══ TASK MATERIAL

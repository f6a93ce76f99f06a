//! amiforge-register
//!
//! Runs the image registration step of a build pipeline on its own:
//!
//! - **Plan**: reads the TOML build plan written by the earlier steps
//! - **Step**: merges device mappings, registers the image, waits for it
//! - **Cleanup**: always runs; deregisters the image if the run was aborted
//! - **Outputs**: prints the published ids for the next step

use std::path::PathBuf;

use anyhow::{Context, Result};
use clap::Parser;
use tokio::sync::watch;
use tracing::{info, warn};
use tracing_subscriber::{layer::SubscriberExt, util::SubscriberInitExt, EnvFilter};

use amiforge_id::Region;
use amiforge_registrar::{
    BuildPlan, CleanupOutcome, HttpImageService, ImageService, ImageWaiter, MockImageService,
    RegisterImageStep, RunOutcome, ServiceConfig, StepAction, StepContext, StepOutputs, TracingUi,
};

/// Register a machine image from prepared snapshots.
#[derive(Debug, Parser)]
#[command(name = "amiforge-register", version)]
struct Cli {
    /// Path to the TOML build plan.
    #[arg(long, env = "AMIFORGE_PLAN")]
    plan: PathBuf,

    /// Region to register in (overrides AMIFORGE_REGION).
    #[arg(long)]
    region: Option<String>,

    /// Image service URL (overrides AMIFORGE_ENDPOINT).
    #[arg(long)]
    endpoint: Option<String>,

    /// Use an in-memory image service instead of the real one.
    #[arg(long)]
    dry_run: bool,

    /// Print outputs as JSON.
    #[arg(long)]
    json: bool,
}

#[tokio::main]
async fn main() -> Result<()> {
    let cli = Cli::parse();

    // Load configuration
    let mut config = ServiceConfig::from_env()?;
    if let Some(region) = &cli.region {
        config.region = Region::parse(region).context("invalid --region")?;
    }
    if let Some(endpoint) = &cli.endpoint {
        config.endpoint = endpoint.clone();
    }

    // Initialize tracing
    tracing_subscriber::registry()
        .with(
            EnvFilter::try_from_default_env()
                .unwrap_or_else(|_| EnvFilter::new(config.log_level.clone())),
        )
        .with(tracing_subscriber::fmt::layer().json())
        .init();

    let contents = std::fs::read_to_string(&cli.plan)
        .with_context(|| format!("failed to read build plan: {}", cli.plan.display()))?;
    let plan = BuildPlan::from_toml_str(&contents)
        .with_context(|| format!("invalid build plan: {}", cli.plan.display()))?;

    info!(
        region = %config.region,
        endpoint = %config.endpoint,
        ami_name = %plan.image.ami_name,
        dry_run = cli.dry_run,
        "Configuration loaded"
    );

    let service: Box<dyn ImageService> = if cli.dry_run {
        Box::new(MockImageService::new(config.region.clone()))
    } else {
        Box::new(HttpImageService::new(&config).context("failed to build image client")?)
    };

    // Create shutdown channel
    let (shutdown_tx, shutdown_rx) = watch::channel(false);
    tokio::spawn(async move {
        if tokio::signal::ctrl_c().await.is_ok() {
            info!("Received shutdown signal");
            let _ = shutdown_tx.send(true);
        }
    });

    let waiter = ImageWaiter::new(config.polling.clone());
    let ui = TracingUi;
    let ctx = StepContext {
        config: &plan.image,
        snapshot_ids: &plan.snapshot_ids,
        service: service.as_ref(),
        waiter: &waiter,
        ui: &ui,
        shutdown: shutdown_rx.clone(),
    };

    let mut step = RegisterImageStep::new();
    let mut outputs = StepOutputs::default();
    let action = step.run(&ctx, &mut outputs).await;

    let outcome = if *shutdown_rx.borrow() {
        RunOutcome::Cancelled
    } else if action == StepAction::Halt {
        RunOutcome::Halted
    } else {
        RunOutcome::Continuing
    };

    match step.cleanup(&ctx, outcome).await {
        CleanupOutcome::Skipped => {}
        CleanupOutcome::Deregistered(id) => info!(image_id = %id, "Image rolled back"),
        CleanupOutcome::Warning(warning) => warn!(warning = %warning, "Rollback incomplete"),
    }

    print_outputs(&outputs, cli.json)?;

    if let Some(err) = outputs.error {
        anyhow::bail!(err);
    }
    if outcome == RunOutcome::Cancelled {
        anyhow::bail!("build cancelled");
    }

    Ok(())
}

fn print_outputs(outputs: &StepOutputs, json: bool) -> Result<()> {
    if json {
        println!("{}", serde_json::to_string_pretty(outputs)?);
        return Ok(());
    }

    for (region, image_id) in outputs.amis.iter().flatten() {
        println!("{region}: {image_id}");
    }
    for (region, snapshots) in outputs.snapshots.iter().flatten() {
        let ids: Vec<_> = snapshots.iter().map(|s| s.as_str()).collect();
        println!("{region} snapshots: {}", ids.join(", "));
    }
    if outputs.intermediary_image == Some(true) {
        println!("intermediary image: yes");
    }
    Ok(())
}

════

■ **WHAT TO WORK ON**
Set down, word for word, the line that contains "if outputs.intermediary_image == Some(true)" and all lines after it up to the end of the listing.

■ **RESPONSE TO THE TASK**
    if outputs.intermediary_image == Some(true) {
        println!("intermediary image: yes");
    }
    Ok(())
}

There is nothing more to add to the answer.